Over the past two decades, mortgages and other as sets were repackaged as bonds and sold on the secondary market, a trend that analyst say severed the relationship between lender and borrower.
"The cost of the credit crisis in economic, financial and human terms has already reached staggering proportions and, even after 12 months substantial vulnerabilities remain," according to the report, which emerged in part as a response to the President's Working Group on Financial Markets.
"It is likely that flaws in the design and workings of the systems of incentives within the financial sector have inadvertently produced patterns of behavior and allocations of resources that are not always consistent with the basic goal of financial stability."
Corrigan offered detailed recommendations for reducing the risks that have been made bare by the credit crunch.

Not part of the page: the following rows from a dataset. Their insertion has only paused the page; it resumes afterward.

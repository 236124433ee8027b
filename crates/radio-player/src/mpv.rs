/// mpv JSON IPC driver.
///
/// ```text
///   MpvDriver::spawn_and_connect()
///         │
///         ├── writer_task   ← MpvRequest via mpsc, one JSON line per request
///         └── reader_task   ← JSON lines from the socket
///                                ├── has request_id → resolves the matching oneshot
///                                └── otherwise      → event_tx (events, property-change)
/// ```
///
/// Unix uses a domain socket, Windows a named pipe `\\.\pipe\<name>`.
use serde_json::{json, Value};
use std::collections::HashMap;
use std::sync::atomic::{AtomicU64, Ordering};
use std::sync::Arc;
use tokio::io::{AsyncBufReadExt, AsyncRead, AsyncWrite, AsyncWriteExt, BufReader};
use tokio::sync::{mpsc, oneshot, Mutex};
use tracing::{debug, info, warn};

#[cfg(unix)]
use tokio::net::UnixStream;

#[cfg(windows)]
use tokio::net::windows::named_pipe::ClientOptions;

static NEXT_REQ_ID: AtomicU64 = AtomicU64::new(1);

/// observe_property IDs, matched in property-change events.
pub const OBS_CORE_IDLE: u64 = 1;
pub const OBS_PAUSED_FOR_CACHE: u64 = 2;
pub const OBS_ICY_TITLE: u64 = 3;

const ICY_TITLE_PROPERTY: &str = "metadata/by-key/icy-title";

type PendingMap = Arc<Mutex<HashMap<u64, oneshot::Sender<anyhow::Result<Value>>>>>;

struct PendingRequest {
    req_id: u64,
    payload: String,
    reply: oneshot::Sender<anyhow::Result<Value>>,
}

/// Unsolicited line from mpv (no request_id).
#[derive(Debug, Clone)]
pub struct MpvEvent {
    pub raw: Value,
}

impl MpvEvent {
    pub fn as_property_change(&self) -> Option<(u64, &Value)> {
        if self.raw.get("event")?.as_str()? == "property-change" {
            let id = self.raw.get("id")?.as_u64()?;
            let data = self.raw.get("data").unwrap_or(&Value::Null);
            Some((id, data))
        } else {
            None
        }
    }

    /// e.g. "end-file", "start-file", "file-loaded".
    pub fn event_name(&self) -> Option<&str> {
        self.raw.get("event")?.as_str()
    }

    pub fn str_field(&self, key: &str) -> Option<&str> {
        self.raw.get(key)?.as_str()
    }
}

#[derive(Clone)]
pub struct MpvHandle {
    tx: mpsc::Sender<PendingRequest>,
}

impl MpvHandle {
    pub async fn send(&self, command: Value) -> anyhow::Result<Value> {
        let req_id = NEXT_REQ_ID.fetch_add(1, Ordering::Relaxed);
        let msg = json!({ "command": command, "request_id": req_id });
        let mut raw = serde_json::to_string(&msg)?;
        raw.push('\n');

        let (reply_tx, reply_rx) = oneshot::channel();
        self.tx
            .send(PendingRequest {
                req_id,
                payload: raw,
                reply: reply_tx,
            })
            .await
            .map_err(|_| anyhow::anyhow!("mpv writer task gone"))?;

        tokio::time::timeout(tokio::time::Duration::from_secs(5), reply_rx)
            .await
            .map_err(|_| anyhow::anyhow!("mpv IPC timeout for req={}", req_id))?
            .map_err(|_| anyhow::anyhow!("mpv reply channel dropped req={}", req_id))?
    }

    async fn get_property(&self, name: &str) -> anyhow::Result<Value> {
        let resp = self.send(json!(["get_property", name])).await?;
        Ok(resp.get("data").cloned().unwrap_or(Value::Null))
    }

    async fn set_property(&self, name: &str, value: Value) -> anyhow::Result<()> {
        self.send(json!(["set_property", name, value])).await?;
        Ok(())
    }

    /// `loadfile <url> replace`: drops the current source and reopens.
    pub async fn load_replace(&self, url: &str) -> anyhow::Result<()> {
        debug!("mpv: loadfile replace url={}", url);
        self.send(json!(["loadfile", url, "replace"])).await?;
        Ok(())
    }

    pub async fn set_pause(&self, paused: bool) -> anyhow::Result<()> {
        self.set_property("pause", json!(paused)).await
    }

    /// Volume in [0, 1]; mpv works in percent.
    pub async fn get_volume(&self) -> anyhow::Result<f32> {
        let pct = self.get_property("volume").await?.as_f64().unwrap_or(100.0);
        Ok((pct / 100.0).clamp(0.0, 1.0) as f32)
    }

    pub async fn set_volume(&self, vol: f32) -> anyhow::Result<()> {
        let pct = (vol * 100.0).clamp(0.0, 100.0);
        self.set_property("volume", json!(pct)).await
    }

    pub async fn get_mute(&self) -> anyhow::Result<bool> {
        Ok(self.get_property("mute").await?.as_bool().unwrap_or(false))
    }

    pub async fn set_mute(&self, muted: bool) -> anyhow::Result<()> {
        self.set_property("mute", json!(muted)).await
    }

    /// Current ICY stream title.  mpv reports "property unavailable" when the
    /// stream carries none, which maps to `None` here.
    pub async fn icy_title(&self) -> Option<String> {
        match self.get_property(ICY_TITLE_PROPERTY).await {
            Ok(Value::String(s)) => Some(s),
            _ => None,
        }
    }

    pub async fn observe_properties(&self) {
        let props = [
            (OBS_CORE_IDLE, "core-idle"),
            (OBS_PAUSED_FOR_CACHE, "paused-for-cache"),
            (OBS_ICY_TITLE, ICY_TITLE_PROPERTY),
        ];
        for (id, name) in props {
            match self.send(json!(["observe_property", id, name])).await {
                Ok(_) => debug!("mpv: observe_property id={} name={}", id, name),
                Err(e) => warn!("mpv: observe_property {} failed: {}", name, e),
            }
        }
    }

    pub async fn quit(&self) {
        let _ = self.send(json!(["quit"])).await;
    }
}

/// Owns the mpv child process.  The child is killed when the driver drops.
pub struct MpvDriver {
    socket_name: String,
    process: Option<tokio::process::Child>,
    initial_volume: f32,
}

impl MpvDriver {
    pub fn new(initial_volume: f32) -> Self {
        Self {
            socket_name: radio_core::platform::mpv_socket_name(),
            process: None,
            initial_volume,
        }
    }

    fn process_alive(&mut self) -> bool {
        let Some(child) = self.process.as_mut() else {
            return false;
        };
        match child.try_wait() {
            Ok(None) => true,
            Ok(Some(status)) => {
                warn!("mpv process exited: {}", status);
                false
            }
            Err(e) => {
                warn!("mpv process_alive check failed: {}", e);
                false
            }
        }
    }

    pub async fn kill(&mut self) {
        if let Some(mut p) = self.process.take() {
            let _ = p.kill().await;
        }
    }

    fn spawn_process(&mut self) -> anyhow::Result<()> {
        let mpv_binary = radio_core::platform::find_mpv_binary()
            .ok_or_else(|| anyhow::anyhow!("mpv binary not found"))?;

        let vol_arg = format!(
            "--volume={}",
            (self.initial_volume * 100.0).clamp(0.0, 100.0).round() as i64
        );

        let data_dir = radio_core::platform::data_dir();
        std::fs::create_dir_all(&data_dir)?;
        let stderr_path = data_dir.join("mpv-stderr.log");
        let stderr_file = std::fs::OpenOptions::new()
            .create(true)
            .append(true)
            .open(&stderr_path)?;
        info!("mpv: logging stderr to {:?}", stderr_path);

        // Sources are always loaded paused; play() is an explicit unpause.
        let child = tokio::process::Command::new(&mpv_binary)
            .arg("--no-video")
            .arg("--no-terminal")
            .arg("--idle=yes")
            .arg("--pause")
            .arg("--cache=yes")
            .arg(radio_core::platform::mpv_socket_arg())
            .arg(vol_arg)
            .stdin(std::process::Stdio::null())
            .stdout(std::process::Stdio::null())
            .stderr(stderr_file)
            .kill_on_drop(true)
            .spawn()?;
        info!("mpv: spawned {:?} pid {:?}", mpv_binary, child.id());
        self.process = Some(child);
        Ok(())
    }

    #[cfg(unix)]
    pub async fn spawn_and_connect(
        &mut self,
        event_tx: mpsc::Sender<MpvEvent>,
    ) -> anyhow::Result<MpvHandle> {
        self.kill().await;
        let socket_path = std::path::PathBuf::from(&self.socket_name);
        let _ = tokio::fs::remove_file(&socket_path).await;

        self.spawn_process()?;

        for _ in 0..50 {
            tokio::time::sleep(tokio::time::Duration::from_millis(100)).await;
            if socket_path.exists() {
                break;
            }
            if !self.process_alive() {
                anyhow::bail!("mpv exited during startup");
            }
        }
        if !socket_path.exists() {
            anyhow::bail!("mpv IPC socket did not appear");
        }

        let stream = UnixStream::connect(&socket_path).await?;
        info!("mpv: connected to IPC socket {}", self.socket_name);
        Ok(start_io_tasks(stream, event_tx))
    }

    #[cfg(windows)]
    pub async fn spawn_and_connect(
        &mut self,
        event_tx: mpsc::Sender<MpvEvent>,
    ) -> anyhow::Result<MpvHandle> {
        self.kill().await;
        self.spawn_process()?;

        let pipe_path = format!(r"\\.\pipe\{}", self.socket_name);
        for _ in 0..50 {
            tokio::time::sleep(tokio::time::Duration::from_millis(100)).await;
            if let Ok(client) = ClientOptions::new().open(&pipe_path) {
                info!("mpv: connected to named pipe {}", pipe_path);
                return Ok(start_io_tasks(client, event_tx));
            }
        }
        anyhow::bail!("mpv named pipe did not appear")
    }
}

fn start_io_tasks<S>(stream: S, event_tx: mpsc::Sender<MpvEvent>) -> MpvHandle
where
    S: AsyncRead + AsyncWrite + Send + 'static,
{
    let (read_half, write_half) = tokio::io::split(stream);
    let pending: PendingMap = Arc::new(Mutex::new(HashMap::new()));
    let (cmd_tx, cmd_rx) = mpsc::channel::<PendingRequest>(64);

    tokio::spawn(writer_task(write_half, cmd_rx, pending.clone()));
    tokio::spawn(reader_task(BufReader::new(read_half), pending, event_tx));

    MpvHandle { tx: cmd_tx }
}

async fn fail_pending(pending: &PendingMap, reason: &str) {
    let mut map = pending.lock().await;
    for (_, tx) in map.drain() {
        let _ = tx.send(Err(anyhow::anyhow!("{}", reason)));
    }
}

async fn reader_task<R>(
    mut reader: BufReader<R>,
    pending: PendingMap,
    event_tx: mpsc::Sender<MpvEvent>,
) where
    R: AsyncRead + Unpin,
{
    let mut line = String::new();
    loop {
        line.clear();
        match reader.read_line(&mut line).await {
            Ok(0) => {
                debug!("mpv reader: connection closed");
                fail_pending(&pending, "mpv IPC connection closed").await;
                break;
            }
            Ok(_) => {
                let trimmed = line.trim();
                if trimmed.is_empty() {
                    continue;
                }
                let val: Value = match serde_json::from_str(trimmed) {
                    Ok(v) => v,
                    Err(e) => {
                        debug!("mpv reader: invalid json '{}': {}", trimmed, e);
                        continue;
                    }
                };

                if let Some(req_id) = val.get("request_id").and_then(|v| v.as_u64()) {
                    let Some(tx) = pending.lock().await.remove(&req_id) else {
                        debug!("mpv reader: response for unknown req={}", req_id);
                        continue;
                    };
                    let result = match val["error"].as_str() {
                        Some("success") => Ok(val),
                        other => Err(anyhow::anyhow!(
                            "mpv error: {}",
                            other.unwrap_or("unknown error")
                        )),
                    };
                    let _ = tx.send(result);
                } else {
                    debug!("mpv reader: event {}", trimmed);
                    if event_tx.send(MpvEvent { raw: val }).await.is_err() {
                        break;
                    }
                }
            }
            Err(e) => {
                warn!("mpv reader: read error: {}", e);
                fail_pending(&pending, "mpv IPC read error").await;
                break;
            }
        }
    }
}

async fn writer_task<W>(mut writer: W, mut rx: mpsc::Receiver<PendingRequest>, pending: PendingMap)
where
    W: AsyncWrite + Unpin,
{
    while let Some(req) = rx.recv().await {
        // Register before writing so the reader can always match the reply.
        pending.lock().await.insert(req.req_id, req.reply);
        debug!(
            "mpv writer: req={} payload={}",
            req.req_id,
            req.payload.trim()
        );
        if let Err(e) = writer.write_all(req.payload.as_bytes()).await {
            warn!("mpv writer: write error: {}", e);
            if let Some(tx) = pending.lock().await.remove(&req.req_id) {
                let _ = tx.send(Err(anyhow::anyhow!("mpv write error: {}", e)));
            }
            break;
        }
    }
    debug!("mpv writer: task exiting");
}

These included wider adoption of electronic platforms for derivatives trades, and more frequent revisions of financial firms' exposure to risky assets.

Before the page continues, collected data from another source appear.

//! Scrollable list over a filtered view of its items.  Filtering only
//! recomputes `visible`; `items` is never reordered or trimmed.

pub type FilterFn<T> = fn(&[T], &str) -> Vec<usize>;

pub struct ScrollableList<T> {
    pub items: Vec<T>,
    /// Indices into `items`, in display order.
    pub visible: Vec<usize>,
    pub selected: usize,
    pub scroll_offset: usize,
    pub filter: String,
    filter_fn: FilterFn<T>,
}

impl<T> ScrollableList<T> {
    pub fn new(filter_fn: FilterFn<T>) -> Self {
        Self {
            items: Vec::new(),
            visible: Vec::new(),
            selected: 0,
            scroll_offset: 0,
            filter: String::new(),
            filter_fn,
        }
    }

    pub fn set_items(&mut self, items: Vec<T>) {
        self.items = items;
        self.rebuild();
    }

    /// Keeps the same item selected when it survives the new filter.
    pub fn set_filter(&mut self, query: &str) {
        let previous = self.selected_original_index();
        self.filter = query.to_string();
        self.rebuild();
        self.selected = previous
            .and_then(|prev| self.visible.iter().position(|&i| i == prev))
            .unwrap_or(0);
        self.scroll_offset = 0;
    }

    fn rebuild(&mut self) {
        self.visible = (self.filter_fn)(&self.items, &self.filter);
        if self.selected >= self.visible.len() {
            self.selected = self.visible.len().saturating_sub(1);
        }
    }

    pub fn select_up(&mut self, n: usize) {
        self.selected = self.selected.saturating_sub(n);
    }

    pub fn select_down(&mut self, n: usize) {
        self.selected = (self.selected + n).min(self.visible.len().saturating_sub(1));
    }

    pub fn select_first(&mut self) {
        self.selected = 0;
        self.scroll_offset = 0;
    }

    pub fn select_last(&mut self) {
        self.selected = self.visible.len().saturating_sub(1);
    }

    pub fn selected_item(&self) -> Option<&T> {
        self.items.get(*self.visible.get(self.selected)?)
    }

    pub fn selected_original_index(&self) -> Option<usize> {
        self.visible.get(self.selected).copied()
    }

    pub fn set_selected_by_original(&mut self, orig_idx: usize) {
        if let Some(pos) = self.visible.iter().position(|&i| i == orig_idx) {
            self.selected = pos;
        }
    }

    /// `(original index, item)` pairs for the rows that fit in `height`.
    /// Call `ensure_visible` first.
    pub fn visible_items(&self, height: usize) -> Vec<(usize, &T)> {
        let end = (self.scroll_offset + height).min(self.visible.len());
        self.visible
            .get(self.scroll_offset..end)
            .unwrap_or(&[])
            .iter()
            .map(|&i| (i, &self.items[i]))
            .collect()
    }

    pub fn ensure_visible(&mut self, height: usize) {
        if height == 0 {
            return;
        }
        if self.selected < self.scroll_offset {
            self.scroll_offset = self.selected;
        } else if self.selected >= self.scroll_offset + height {
            self.scroll_offset = self.selected + 1 - height;
        }
    }

    /// Select the row under a click.  Returns true when `row` hit an item.
    pub fn handle_click(&mut self, row: usize) -> bool {
        let target = self.scroll_offset + row;
        if target < self.visible.len() {
            self.selected = target;
            true
        } else {
            false
        }
    }

    pub fn selected_in_view(&self) -> usize {
        self.selected.saturating_sub(self.scroll_offset)
    }

    pub fn is_empty(&self) -> bool {
        self.visible.is_empty()
    }
}
#[cfg(test)]
mod tests {
    use super::*;
    use crate::core::{PlayerCommand, SwitchTickets};
    use radio_core::station::Station;

    fn key(code: KeyCode) -> KeyEvent {
        KeyEvent::new(code, KeyModifiers::NONE)
    }

    fn app() -> (App, mpsc::Receiver<PlayerCommand>) {
        let stations = vec![
            Station::new("DIGI FM", "https://a/digi"),
            Station::new("Radio ZU", "https://c/zu"),
        ];
        let initial = PlayerState::new(stations, 0.5);
        let (bc_tx, _) = broadcast::channel(16);
        let manager = Arc::new(StateManager::new(initial.clone(), bc_tx));
        let (tx, rx) = mpsc::channel(16);
        let options = AppOptions {
            theme: Theme::Dark,
            spectrum_pane: true,
            fft_size: 64,
            smoothing: 0.7,
            http_address: None,
        };
        (App::new(manager, PlayerHandle::new(tx, SwitchTickets::default()), initial, options), rx)
    }

    async fn press(app: &mut App, code: KeyCode) {
        for action in app.handle_key(key(code)) {
            app.dispatch(action).await;
        }
    }

    #[tokio::test]
    async fn test_space_toggles_play() {
        let (mut app, mut rx) = app();
        press(&mut app, KeyCode::Char(' ')).await;
        assert_eq!(rx.try_recv().ok(), Some(PlayerCommand::TogglePlay));
    }

    #[tokio::test]
    async fn test_volume_keys_send_stepped_volume() {
        let (mut app, mut rx) = app();
        press(&mut app, KeyCode::Right).await;
        assert_eq!(rx.try_recv().ok(), Some(PlayerCommand::ChangeVolume(0.55)));
        press(&mut app, KeyCode::Char('-')).await;
        assert_eq!(rx.try_recv().ok(), Some(PlayerCommand::ChangeVolume(0.45)));
    }

    #[tokio::test]
    async fn test_enter_tunes_with_fresh_ticket() {
        let (mut app, mut rx) = app();
        press(&mut app, KeyCode::Down).await;
        press(&mut app, KeyCode::Enter).await;
        match rx.try_recv() {
            Ok(PlayerCommand::ChangeStation { url, ticket }) => {
                assert_eq!(url, "https://c/zu");
                assert_eq!(ticket, 1);
            }
            other => panic!("expected ChangeStation, got {:?}", other),
        }
    }

    #[tokio::test]
    async fn test_typing_in_search_does_not_trigger_globals() {
        let (mut app, mut rx) = app();
        press(&mut app, KeyCode::Char('/')).await;
        assert_eq!(app.state.input_mode, InputMode::Filter);
        press(&mut app, KeyCode::Char('q')).await;
        press(&mut app, KeyCode::Char(' ')).await;
        assert!(!app.should_quit);
        assert!(rx.try_recv().is_err());
    }

    #[tokio::test]
    async fn test_invalid_form_shows_alert_until_dismissed() {
        let (mut app, mut rx) = app();
        press(&mut app, KeyCode::Char('a')).await;
        assert_eq!(app.state.input_mode, InputMode::Edit);
        for _ in 0..3 {
            press(&mut app, KeyCode::Down).await;
        }
        press(&mut app, KeyCode::Enter).await;
        assert_eq!(app.alert.as_deref(), Some("Name and URL are required!"));
        assert_eq!(app.state.input_mode, InputMode::Alert);

        // swallowed while the alert is up
        press(&mut app, KeyCode::Char('q')).await;
        assert!(!app.should_quit);

        press(&mut app, KeyCode::Enter).await;
        assert!(app.alert.is_none());
        assert!(rx.try_recv().is_err());
    }

    #[tokio::test]
    async fn test_tab_cycles_focus_and_q_quits() {
        let (mut app, _rx) = app();
        press(&mut app, KeyCode::Tab).await;
        assert!(app.focus.is_focused(ComponentId::AddStation));
        press(&mut app, KeyCode::Tab).await;
        assert!(app.focus.is_focused(ComponentId::StationList));
        press(&mut app, KeyCode::Char('q')).await;
        assert!(app.should_quit);
    }

    #[test]
    fn test_state_update_resyncs_station_list() {
        let (mut app, _rx) = app();
        let mut player = app.state.player.clone();
        player.stations.push(Station::new("Kiss FM", "https://k/kiss"));
        app.on_state_updated(player);
        assert_eq!(app.station_list.list.items.len(), 3);
    }

    #[tokio::test]
    async fn test_search_text_reaches_status_bar() {
        let (mut app, _rx) = app();
        for c in ['/', 'Z', 'u'] {
            app.handle_message(AppMessage::Event(Event::Key(key(KeyCode::Char(c))))).await;
        }
        assert_eq!(app.state.filter, "zu");
        assert!(crate::widgets::status_bar::summary(&app.state).starts_with("filter \"zu\""));
    }

    #[test]
    fn test_spectrum_starts_with_one_bar_per_bin() {
        let (app, _rx) = app();
        assert_eq!(app.state.spectrum, vec![0.0; 32]);
    }

    #[test]
    fn test_spectrum_decays_after_stop() {
        let (mut app, _rx) = app();
        app.state.spectrum = vec![0.5; 32];
        assert!(app.on_frame());
        assert!(app.state.spectrum.iter().all(|v| *v < 0.5));
    }
}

Firms should also take steps clarifying the closing out of credit default swaps contracts after a default and set up a central clearinghouse for over-the-counter derivatives, particularly for the CDS sector, the group said.
A separate group of major Wall Street firms told the New York Federal Reserve last week that it will set up a central clearinghouse to process OTC credit derivatives by year-end.
BUBBLE-SPOTTING
The group also indicated central banks should continue to play an active role in mitigating pernicious practices and supervising financial institutions, particularly because of their involvement in the daily operations of financial markets.
Corrigan said the crisis made it more likely that the guidelines detailed in his commission's report would get a fair hearing on Wall Street.
"Five hundred billion dollars in write-downs gets people's attention," he said. "And the meter is still running."
The report noted that policy officials have begun to rethink the prevailing view that asset price bubbles are too difficult to spot in advance, and therefore should remain outside the purview of central banks until they pop.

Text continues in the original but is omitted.